→ Task requirements
A bare number is all that is needed: how many lines below contain the string "outbox"?

Records from a data source
┄┄┄┄┄┄┄┄┄┄

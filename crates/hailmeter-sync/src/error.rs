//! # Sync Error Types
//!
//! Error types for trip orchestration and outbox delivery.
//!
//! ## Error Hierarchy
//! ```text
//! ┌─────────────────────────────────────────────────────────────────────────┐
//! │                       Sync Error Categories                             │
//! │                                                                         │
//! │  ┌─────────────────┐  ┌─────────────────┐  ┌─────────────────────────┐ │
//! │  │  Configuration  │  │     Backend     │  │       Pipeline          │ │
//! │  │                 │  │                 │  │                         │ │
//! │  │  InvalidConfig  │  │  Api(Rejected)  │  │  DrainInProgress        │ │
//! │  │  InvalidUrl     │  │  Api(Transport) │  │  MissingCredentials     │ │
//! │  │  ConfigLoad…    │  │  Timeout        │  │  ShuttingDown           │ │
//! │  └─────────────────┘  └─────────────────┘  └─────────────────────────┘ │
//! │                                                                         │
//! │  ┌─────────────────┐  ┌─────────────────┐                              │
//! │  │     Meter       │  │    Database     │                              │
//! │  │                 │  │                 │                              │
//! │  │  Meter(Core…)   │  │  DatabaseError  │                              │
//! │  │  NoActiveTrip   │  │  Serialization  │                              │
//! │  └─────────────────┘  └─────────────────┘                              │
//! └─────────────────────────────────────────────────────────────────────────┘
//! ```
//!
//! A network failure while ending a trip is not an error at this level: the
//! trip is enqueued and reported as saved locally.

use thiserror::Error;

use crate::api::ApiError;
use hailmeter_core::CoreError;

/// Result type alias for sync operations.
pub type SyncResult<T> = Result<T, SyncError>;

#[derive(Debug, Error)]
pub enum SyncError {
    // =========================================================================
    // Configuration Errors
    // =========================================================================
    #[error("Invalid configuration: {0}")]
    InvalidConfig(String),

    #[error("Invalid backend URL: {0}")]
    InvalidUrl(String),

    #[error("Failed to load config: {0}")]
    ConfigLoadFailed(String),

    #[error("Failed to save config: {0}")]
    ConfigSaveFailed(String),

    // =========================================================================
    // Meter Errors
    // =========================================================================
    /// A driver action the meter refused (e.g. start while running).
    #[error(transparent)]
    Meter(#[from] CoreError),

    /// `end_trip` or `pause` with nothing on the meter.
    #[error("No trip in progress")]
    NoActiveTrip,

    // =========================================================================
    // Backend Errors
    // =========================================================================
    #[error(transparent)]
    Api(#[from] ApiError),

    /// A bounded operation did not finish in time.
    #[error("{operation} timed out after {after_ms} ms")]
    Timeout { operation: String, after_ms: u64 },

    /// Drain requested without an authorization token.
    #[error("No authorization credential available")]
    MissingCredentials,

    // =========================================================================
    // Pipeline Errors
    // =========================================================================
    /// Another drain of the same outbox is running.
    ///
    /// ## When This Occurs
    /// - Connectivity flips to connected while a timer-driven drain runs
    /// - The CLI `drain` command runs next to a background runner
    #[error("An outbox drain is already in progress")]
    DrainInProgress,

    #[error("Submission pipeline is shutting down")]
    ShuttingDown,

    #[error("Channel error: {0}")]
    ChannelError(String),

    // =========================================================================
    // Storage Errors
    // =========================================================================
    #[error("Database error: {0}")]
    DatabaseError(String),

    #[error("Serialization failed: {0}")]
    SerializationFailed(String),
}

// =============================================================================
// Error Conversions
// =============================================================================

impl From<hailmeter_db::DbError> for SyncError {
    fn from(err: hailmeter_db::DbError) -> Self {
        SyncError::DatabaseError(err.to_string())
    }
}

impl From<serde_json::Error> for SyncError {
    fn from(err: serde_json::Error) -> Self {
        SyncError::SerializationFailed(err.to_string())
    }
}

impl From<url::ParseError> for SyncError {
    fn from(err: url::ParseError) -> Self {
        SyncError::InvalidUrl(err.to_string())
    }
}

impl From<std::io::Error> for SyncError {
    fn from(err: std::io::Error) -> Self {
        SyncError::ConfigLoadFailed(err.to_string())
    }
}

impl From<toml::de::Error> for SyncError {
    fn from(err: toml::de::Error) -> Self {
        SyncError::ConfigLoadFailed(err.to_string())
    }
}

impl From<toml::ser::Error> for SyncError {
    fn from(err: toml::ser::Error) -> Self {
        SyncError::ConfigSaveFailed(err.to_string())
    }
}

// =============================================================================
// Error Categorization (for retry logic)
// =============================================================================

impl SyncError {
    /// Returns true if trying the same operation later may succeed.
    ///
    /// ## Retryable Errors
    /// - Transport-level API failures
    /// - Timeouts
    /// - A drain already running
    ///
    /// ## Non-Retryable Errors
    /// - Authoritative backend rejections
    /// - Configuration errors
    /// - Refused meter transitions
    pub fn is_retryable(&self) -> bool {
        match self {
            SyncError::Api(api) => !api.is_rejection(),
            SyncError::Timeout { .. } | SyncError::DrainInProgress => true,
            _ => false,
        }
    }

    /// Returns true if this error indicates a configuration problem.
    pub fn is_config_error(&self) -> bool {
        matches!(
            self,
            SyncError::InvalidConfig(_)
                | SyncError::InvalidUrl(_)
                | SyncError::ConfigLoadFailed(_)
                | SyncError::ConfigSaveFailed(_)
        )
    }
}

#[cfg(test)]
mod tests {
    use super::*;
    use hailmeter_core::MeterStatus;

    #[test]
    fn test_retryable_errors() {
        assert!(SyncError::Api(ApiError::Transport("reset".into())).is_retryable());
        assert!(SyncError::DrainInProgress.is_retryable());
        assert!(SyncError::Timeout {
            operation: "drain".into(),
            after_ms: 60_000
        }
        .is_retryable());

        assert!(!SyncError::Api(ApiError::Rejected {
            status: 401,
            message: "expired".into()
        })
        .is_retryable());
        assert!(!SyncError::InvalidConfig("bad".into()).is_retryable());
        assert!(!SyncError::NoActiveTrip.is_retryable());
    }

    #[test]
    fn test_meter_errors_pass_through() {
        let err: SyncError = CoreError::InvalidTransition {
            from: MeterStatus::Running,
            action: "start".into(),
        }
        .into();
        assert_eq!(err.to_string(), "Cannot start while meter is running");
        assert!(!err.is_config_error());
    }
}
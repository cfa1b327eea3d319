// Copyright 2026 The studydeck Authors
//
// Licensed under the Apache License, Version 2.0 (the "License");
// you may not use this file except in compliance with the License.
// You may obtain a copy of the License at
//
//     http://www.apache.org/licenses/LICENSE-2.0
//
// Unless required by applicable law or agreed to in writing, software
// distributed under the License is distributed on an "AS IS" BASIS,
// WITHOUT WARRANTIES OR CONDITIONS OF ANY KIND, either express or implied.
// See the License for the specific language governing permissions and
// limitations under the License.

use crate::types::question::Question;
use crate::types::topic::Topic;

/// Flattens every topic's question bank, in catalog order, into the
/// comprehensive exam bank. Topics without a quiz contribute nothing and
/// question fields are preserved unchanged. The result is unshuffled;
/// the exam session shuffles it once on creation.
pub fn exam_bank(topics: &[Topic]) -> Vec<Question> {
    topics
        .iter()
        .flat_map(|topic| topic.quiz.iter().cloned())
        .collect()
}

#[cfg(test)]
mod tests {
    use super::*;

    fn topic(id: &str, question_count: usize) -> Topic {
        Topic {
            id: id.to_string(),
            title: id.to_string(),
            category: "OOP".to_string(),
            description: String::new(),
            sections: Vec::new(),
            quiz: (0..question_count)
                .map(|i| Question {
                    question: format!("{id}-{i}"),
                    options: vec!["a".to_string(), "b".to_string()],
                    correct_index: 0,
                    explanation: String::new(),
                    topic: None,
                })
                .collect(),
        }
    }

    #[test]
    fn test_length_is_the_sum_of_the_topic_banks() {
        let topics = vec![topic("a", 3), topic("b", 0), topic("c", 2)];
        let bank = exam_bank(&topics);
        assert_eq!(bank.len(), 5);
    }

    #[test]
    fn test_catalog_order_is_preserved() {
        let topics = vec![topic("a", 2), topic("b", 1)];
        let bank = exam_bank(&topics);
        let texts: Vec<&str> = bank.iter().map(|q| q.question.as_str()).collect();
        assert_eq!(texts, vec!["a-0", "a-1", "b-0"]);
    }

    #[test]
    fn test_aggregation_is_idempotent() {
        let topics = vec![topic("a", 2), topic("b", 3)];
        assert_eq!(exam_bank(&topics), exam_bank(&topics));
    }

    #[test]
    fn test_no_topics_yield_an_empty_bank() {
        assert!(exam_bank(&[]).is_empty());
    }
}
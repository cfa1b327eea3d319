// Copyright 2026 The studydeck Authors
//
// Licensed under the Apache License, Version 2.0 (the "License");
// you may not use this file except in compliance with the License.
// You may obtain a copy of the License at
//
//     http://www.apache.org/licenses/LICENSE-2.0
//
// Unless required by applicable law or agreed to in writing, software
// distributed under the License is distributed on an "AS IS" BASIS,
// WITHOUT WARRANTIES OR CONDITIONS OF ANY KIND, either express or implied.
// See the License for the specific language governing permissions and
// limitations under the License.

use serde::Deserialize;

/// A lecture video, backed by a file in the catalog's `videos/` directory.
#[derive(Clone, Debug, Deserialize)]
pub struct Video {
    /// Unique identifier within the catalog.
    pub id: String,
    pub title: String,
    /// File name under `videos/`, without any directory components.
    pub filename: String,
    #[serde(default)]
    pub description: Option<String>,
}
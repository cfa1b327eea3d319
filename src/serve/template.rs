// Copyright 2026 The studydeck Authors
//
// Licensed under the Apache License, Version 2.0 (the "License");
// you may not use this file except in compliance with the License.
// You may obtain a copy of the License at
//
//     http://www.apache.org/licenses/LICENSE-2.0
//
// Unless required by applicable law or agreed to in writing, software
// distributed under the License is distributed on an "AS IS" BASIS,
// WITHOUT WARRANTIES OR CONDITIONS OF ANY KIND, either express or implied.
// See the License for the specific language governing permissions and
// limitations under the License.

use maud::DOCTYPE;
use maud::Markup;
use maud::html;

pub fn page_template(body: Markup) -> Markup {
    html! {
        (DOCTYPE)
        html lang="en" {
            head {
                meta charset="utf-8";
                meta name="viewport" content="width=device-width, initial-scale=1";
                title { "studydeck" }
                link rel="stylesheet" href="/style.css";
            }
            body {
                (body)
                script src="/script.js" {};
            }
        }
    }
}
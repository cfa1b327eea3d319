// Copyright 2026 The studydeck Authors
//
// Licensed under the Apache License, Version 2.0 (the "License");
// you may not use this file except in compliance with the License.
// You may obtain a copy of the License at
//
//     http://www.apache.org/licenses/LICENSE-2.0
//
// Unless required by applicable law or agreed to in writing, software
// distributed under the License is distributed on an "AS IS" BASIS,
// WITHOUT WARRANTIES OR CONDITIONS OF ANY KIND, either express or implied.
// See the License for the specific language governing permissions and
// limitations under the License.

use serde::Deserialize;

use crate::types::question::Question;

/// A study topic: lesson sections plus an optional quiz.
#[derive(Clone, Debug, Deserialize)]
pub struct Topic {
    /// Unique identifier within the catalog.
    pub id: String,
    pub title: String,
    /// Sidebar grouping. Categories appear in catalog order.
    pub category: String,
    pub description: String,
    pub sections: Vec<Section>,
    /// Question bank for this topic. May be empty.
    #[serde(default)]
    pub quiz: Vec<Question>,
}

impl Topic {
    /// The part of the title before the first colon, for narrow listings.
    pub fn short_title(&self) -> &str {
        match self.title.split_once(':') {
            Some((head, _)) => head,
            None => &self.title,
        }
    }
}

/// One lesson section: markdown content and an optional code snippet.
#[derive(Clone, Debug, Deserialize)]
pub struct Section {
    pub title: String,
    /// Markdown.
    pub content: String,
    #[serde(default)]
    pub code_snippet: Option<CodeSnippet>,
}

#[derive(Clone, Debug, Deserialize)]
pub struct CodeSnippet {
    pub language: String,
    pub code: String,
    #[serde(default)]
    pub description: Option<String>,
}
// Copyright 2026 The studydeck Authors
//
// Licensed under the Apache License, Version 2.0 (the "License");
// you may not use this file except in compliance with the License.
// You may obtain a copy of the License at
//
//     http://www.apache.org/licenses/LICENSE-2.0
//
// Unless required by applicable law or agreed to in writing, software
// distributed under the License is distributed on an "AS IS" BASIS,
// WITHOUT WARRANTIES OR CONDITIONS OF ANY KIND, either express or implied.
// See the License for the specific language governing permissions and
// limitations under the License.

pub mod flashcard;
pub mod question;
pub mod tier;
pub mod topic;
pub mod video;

┄┄┄┄┄┄┄┄┄┄

→ Solution
3